■ **Prompt**: Each line of the material below with the word "registry" is to be reported.

■ **Information**:
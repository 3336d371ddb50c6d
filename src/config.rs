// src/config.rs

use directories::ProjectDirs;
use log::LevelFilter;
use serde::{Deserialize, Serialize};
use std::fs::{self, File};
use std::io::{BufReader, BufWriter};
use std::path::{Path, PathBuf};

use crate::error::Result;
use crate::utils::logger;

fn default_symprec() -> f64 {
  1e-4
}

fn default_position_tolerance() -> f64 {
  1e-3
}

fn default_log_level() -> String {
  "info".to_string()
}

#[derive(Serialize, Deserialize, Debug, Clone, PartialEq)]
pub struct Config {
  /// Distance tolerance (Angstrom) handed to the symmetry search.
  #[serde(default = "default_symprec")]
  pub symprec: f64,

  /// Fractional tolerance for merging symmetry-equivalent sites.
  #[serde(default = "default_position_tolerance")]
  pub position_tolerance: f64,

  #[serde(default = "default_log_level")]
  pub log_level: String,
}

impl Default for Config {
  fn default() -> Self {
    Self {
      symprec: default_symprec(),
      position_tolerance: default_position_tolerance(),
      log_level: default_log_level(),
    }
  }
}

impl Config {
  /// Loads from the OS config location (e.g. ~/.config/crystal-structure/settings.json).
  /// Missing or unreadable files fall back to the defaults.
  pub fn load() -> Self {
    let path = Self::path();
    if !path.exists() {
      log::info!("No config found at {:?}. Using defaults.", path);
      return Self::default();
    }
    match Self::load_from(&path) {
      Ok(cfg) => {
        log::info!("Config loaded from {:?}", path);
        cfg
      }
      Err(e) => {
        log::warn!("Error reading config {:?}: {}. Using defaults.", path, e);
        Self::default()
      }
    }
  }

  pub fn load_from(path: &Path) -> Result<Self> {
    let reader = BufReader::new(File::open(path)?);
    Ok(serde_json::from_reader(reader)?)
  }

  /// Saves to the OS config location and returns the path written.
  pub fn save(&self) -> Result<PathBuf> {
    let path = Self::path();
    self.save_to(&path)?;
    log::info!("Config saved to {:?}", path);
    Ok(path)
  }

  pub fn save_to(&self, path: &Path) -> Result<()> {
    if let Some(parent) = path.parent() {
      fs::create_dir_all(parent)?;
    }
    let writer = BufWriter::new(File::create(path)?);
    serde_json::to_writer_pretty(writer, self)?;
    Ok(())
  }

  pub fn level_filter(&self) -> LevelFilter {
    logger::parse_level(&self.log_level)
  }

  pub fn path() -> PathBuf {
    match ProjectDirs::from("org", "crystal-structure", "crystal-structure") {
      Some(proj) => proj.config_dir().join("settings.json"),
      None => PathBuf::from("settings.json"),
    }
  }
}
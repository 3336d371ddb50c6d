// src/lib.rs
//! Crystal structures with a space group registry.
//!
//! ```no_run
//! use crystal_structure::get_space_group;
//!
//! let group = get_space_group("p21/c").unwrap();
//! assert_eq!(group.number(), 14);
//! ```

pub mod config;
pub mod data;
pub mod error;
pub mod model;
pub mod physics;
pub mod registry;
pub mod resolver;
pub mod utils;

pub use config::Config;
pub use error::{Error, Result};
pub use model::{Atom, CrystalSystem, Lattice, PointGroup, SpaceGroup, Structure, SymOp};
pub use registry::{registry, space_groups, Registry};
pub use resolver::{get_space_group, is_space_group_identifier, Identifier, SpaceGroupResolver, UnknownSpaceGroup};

■ **Exercise solution**:
//! Crystal structures with a space group registry.
pub mod registry;
pub use registry::{registry, space_groups, Registry};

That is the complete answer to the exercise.